■ **INSTRUCTIONS TO FOLLOW**
Look through the records below for the line with "filename src/sim/timer.rs" and the line with "pub fn remaining(&self)", then return those lines and all lines between, exactly.

■ **AVAILABLE DATA**
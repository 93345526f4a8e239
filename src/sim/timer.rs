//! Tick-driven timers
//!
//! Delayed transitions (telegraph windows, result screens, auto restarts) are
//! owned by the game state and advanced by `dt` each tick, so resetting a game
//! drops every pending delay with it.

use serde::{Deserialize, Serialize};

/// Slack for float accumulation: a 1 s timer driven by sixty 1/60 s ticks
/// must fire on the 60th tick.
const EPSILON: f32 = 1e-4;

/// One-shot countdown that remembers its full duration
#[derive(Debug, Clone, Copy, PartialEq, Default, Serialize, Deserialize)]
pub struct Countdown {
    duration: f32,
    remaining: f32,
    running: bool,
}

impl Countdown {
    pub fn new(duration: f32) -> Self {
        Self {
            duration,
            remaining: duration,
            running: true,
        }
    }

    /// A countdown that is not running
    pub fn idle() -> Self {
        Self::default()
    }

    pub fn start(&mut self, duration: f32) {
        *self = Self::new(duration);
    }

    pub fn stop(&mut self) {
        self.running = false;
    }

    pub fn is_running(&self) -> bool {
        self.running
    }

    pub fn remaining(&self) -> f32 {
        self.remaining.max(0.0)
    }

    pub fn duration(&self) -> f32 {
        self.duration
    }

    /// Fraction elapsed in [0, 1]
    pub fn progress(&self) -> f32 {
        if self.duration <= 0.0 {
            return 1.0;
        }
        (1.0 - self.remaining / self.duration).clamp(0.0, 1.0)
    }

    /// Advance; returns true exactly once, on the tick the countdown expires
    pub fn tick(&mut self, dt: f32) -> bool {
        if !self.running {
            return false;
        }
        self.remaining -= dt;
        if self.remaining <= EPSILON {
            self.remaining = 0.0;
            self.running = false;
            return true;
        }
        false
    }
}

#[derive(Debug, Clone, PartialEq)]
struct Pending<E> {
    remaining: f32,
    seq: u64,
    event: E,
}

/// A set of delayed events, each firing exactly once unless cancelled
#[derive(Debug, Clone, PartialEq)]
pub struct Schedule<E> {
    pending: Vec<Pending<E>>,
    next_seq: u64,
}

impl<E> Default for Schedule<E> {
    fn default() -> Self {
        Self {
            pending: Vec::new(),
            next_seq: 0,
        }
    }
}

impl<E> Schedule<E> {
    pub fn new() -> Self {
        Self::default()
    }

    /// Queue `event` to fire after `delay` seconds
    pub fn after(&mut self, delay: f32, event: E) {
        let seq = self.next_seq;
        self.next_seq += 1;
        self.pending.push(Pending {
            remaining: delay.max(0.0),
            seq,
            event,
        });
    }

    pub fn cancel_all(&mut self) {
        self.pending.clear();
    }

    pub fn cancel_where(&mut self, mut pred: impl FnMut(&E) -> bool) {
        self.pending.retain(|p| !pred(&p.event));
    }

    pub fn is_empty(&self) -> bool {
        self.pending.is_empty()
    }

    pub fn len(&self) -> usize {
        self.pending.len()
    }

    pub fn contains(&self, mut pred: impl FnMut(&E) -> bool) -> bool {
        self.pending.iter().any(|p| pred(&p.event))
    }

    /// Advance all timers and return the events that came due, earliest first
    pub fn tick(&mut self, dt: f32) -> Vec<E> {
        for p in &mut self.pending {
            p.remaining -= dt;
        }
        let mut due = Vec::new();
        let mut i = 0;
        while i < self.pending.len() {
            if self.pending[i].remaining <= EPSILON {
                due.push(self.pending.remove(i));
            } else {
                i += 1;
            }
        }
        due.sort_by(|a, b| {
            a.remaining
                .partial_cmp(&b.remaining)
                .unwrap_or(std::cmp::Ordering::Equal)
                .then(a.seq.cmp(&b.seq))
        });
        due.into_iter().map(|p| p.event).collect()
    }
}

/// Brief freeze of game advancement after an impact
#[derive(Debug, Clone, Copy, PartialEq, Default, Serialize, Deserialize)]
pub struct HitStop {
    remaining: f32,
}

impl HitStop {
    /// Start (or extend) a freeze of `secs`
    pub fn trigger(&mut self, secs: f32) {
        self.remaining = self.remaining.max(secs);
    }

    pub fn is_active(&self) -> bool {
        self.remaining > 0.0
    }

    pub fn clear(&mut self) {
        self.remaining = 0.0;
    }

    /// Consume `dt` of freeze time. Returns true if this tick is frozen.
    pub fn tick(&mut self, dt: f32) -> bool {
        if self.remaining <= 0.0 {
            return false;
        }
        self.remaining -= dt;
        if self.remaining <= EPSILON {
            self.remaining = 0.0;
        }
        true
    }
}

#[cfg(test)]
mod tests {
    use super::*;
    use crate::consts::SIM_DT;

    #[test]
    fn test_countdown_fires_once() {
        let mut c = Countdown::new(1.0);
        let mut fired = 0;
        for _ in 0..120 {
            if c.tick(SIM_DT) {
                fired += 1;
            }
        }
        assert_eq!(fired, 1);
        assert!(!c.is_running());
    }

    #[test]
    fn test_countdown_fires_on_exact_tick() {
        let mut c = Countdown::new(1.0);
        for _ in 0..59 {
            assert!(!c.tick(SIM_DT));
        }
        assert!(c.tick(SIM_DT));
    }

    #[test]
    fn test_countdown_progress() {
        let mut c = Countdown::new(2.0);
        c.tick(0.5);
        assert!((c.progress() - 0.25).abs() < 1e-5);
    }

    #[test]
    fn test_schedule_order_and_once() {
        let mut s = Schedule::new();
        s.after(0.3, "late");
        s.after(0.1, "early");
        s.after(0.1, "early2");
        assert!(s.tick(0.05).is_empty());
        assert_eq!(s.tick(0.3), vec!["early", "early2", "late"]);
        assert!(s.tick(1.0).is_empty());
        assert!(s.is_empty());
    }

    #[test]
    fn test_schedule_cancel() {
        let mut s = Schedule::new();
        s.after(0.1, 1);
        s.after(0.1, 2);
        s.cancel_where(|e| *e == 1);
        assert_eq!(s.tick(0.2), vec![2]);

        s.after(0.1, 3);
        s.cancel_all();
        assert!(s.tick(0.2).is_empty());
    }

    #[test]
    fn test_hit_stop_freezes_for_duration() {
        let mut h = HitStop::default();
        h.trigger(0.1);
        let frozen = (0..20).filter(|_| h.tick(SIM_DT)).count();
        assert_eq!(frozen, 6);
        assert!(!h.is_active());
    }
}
==
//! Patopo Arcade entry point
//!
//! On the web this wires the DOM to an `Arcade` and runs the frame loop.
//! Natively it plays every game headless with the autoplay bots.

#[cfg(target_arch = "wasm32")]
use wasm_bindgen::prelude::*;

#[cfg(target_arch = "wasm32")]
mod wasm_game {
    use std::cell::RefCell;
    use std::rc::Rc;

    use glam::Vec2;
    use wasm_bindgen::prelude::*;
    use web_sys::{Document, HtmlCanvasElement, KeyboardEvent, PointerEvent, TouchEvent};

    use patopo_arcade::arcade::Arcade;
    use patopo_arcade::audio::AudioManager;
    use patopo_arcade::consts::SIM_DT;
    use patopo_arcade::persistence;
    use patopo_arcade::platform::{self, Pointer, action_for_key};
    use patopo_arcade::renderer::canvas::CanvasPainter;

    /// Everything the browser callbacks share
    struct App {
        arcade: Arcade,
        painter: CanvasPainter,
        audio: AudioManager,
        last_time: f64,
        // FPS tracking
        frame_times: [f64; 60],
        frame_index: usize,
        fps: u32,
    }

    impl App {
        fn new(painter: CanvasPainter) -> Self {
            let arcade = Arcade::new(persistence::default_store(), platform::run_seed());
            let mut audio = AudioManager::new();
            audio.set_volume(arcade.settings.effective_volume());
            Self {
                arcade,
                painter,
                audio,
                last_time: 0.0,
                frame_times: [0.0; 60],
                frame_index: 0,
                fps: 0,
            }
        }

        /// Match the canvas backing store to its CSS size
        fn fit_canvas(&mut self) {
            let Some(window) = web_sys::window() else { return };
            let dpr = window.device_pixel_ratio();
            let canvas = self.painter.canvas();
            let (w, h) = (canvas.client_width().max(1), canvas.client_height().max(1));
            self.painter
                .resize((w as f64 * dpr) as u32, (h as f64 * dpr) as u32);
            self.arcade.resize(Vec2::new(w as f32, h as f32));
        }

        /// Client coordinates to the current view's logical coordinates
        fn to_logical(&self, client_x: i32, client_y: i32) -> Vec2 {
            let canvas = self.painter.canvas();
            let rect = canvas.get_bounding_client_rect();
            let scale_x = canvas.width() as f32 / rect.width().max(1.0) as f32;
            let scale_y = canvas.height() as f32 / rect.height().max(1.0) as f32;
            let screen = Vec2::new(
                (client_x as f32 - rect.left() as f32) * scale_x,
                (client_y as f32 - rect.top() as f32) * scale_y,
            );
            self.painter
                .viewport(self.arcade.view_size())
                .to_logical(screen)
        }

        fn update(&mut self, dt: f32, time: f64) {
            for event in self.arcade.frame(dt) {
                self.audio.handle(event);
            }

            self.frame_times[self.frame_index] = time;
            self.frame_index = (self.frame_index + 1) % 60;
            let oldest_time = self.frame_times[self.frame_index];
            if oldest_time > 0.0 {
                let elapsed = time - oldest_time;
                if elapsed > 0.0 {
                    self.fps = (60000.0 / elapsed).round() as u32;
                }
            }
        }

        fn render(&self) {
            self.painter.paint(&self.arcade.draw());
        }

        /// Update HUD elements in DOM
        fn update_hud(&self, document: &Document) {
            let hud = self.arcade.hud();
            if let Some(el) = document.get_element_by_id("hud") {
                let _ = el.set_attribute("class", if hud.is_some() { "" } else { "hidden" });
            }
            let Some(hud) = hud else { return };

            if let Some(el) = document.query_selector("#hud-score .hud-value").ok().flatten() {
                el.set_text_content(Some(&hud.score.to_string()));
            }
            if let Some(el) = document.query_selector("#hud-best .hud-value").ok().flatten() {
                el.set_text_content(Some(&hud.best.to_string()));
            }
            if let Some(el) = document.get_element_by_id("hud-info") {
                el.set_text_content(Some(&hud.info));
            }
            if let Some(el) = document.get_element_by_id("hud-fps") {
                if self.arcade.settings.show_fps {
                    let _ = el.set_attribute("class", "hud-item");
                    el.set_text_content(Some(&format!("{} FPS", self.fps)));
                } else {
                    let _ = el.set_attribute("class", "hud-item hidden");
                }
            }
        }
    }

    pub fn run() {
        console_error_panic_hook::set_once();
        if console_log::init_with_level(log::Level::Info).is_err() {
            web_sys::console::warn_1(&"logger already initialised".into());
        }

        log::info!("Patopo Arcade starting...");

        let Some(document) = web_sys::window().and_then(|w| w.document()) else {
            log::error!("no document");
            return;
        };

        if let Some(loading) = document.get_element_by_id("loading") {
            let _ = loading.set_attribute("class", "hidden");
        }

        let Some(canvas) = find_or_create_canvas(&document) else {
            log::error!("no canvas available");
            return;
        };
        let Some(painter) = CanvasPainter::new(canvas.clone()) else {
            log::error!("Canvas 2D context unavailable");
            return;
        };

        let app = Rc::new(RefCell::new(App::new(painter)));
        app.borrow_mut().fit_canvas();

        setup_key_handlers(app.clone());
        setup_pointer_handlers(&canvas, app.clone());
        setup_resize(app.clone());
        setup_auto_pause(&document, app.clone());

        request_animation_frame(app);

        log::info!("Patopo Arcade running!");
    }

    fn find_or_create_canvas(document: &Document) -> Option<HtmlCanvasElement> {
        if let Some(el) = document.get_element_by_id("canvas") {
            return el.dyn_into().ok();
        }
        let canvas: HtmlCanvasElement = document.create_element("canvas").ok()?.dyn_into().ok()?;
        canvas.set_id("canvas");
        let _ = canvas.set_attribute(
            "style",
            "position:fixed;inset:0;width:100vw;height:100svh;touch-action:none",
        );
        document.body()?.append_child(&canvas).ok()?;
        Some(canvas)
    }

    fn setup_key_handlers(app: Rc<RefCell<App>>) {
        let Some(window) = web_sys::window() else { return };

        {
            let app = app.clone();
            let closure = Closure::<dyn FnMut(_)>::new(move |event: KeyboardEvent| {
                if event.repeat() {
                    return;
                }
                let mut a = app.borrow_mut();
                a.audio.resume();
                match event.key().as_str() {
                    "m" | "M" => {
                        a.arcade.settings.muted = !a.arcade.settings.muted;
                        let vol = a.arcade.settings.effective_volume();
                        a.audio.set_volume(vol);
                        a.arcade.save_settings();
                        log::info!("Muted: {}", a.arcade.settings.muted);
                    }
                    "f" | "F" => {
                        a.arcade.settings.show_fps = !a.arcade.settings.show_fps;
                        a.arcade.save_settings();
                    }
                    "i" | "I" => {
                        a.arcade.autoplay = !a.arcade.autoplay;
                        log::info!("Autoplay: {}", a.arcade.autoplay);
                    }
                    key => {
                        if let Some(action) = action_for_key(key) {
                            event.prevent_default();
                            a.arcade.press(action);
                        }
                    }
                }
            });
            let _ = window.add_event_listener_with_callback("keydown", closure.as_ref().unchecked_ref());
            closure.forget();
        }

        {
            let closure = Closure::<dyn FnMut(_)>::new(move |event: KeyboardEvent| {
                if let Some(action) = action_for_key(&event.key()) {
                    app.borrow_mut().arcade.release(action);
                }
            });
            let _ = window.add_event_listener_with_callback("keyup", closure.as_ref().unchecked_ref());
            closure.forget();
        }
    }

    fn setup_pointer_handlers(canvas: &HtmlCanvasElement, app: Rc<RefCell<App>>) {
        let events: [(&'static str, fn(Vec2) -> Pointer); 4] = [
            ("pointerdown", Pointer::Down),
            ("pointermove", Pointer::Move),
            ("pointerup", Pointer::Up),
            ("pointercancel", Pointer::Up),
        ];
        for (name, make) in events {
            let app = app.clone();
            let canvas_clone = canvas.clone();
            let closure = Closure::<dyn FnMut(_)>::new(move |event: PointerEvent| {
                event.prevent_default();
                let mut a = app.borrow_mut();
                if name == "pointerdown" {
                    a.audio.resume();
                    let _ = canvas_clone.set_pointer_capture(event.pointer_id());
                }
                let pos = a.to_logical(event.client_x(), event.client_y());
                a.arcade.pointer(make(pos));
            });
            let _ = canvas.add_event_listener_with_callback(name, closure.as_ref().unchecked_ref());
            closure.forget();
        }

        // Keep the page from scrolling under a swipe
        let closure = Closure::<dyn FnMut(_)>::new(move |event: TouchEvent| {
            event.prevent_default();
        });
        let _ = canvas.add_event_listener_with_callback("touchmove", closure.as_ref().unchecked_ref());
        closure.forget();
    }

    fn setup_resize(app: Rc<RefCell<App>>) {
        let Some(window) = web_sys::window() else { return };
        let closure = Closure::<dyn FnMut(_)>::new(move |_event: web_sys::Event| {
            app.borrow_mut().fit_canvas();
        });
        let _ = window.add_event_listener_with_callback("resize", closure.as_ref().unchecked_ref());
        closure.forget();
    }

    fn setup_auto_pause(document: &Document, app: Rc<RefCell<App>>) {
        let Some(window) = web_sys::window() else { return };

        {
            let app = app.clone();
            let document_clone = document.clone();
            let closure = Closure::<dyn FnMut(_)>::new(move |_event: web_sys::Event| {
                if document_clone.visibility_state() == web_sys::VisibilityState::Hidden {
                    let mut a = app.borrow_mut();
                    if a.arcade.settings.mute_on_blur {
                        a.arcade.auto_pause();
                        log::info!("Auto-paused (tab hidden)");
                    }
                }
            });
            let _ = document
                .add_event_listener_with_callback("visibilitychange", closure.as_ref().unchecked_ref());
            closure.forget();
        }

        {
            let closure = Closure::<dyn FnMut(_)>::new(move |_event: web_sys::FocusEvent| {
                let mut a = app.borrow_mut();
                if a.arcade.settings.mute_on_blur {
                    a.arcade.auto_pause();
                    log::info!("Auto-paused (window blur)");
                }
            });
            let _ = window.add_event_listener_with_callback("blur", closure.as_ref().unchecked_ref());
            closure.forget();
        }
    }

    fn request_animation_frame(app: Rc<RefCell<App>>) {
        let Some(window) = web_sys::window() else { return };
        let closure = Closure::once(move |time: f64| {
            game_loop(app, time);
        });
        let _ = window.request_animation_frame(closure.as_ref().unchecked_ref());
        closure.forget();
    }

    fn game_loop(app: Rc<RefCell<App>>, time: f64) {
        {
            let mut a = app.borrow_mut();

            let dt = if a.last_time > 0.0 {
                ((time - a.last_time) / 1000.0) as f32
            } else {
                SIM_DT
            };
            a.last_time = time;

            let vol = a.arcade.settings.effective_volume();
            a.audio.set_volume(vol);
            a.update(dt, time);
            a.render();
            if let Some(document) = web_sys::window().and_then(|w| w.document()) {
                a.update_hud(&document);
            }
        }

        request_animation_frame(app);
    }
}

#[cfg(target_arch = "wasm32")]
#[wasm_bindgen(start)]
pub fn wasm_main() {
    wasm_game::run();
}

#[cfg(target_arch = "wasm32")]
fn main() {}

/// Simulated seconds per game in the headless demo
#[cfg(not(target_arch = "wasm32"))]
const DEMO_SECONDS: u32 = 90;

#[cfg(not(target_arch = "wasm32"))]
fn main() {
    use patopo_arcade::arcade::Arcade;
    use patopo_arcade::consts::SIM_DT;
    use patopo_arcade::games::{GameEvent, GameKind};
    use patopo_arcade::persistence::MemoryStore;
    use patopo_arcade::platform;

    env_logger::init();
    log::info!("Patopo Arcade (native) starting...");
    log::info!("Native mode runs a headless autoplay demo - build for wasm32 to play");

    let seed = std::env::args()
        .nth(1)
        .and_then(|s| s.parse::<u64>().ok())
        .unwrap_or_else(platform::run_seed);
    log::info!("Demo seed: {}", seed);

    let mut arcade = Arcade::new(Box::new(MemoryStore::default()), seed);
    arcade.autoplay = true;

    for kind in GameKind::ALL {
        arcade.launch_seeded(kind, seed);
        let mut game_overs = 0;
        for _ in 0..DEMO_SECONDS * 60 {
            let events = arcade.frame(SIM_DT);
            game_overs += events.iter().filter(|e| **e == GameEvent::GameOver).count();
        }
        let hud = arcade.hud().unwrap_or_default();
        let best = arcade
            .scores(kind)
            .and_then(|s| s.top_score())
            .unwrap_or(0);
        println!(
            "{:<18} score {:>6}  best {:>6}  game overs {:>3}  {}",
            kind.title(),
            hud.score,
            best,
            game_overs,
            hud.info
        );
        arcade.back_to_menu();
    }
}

■ **WRITTEN ANSWER**
filename src/sim/timer.rs
//! Tick-driven timers
//!
//! Delayed transitions (telegraph windows, result screens, auto restarts) are
//! owned by the game state and advanced by `dt` each tick, so resetting a game
//! drops every pending delay with it.

use serde::{Deserialize, Serialize};

/// Slack for float accumulation: a 1 s timer driven by sixty 1/60 s ticks
/// must fire on the 60th tick.
const EPSILON: f32 = 1e-4;

/// One-shot countdown that remembers its full duration
#[derive(Debug, Clone, Copy, PartialEq, Default, Serialize, Deserialize)]
pub struct Countdown {
    duration: f32,
    remaining: f32,
    running: bool,
}

impl Countdown {
    pub fn new(duration: f32) -> Self {
        Self {
            duration,
            remaining: duration,
            running: true,
        }
    }

    /// A countdown that is not running
    pub fn idle() -> Self {
        Self::default()
    }

    pub fn start(&mut self, duration: f32) {
        *self = Self::new(duration);
    }

    pub fn stop(&mut self) {
        self.running = false;
    }

    pub fn is_running(&self) -> bool {
        self.running
    }

    pub fn remaining(&self) -> f32 {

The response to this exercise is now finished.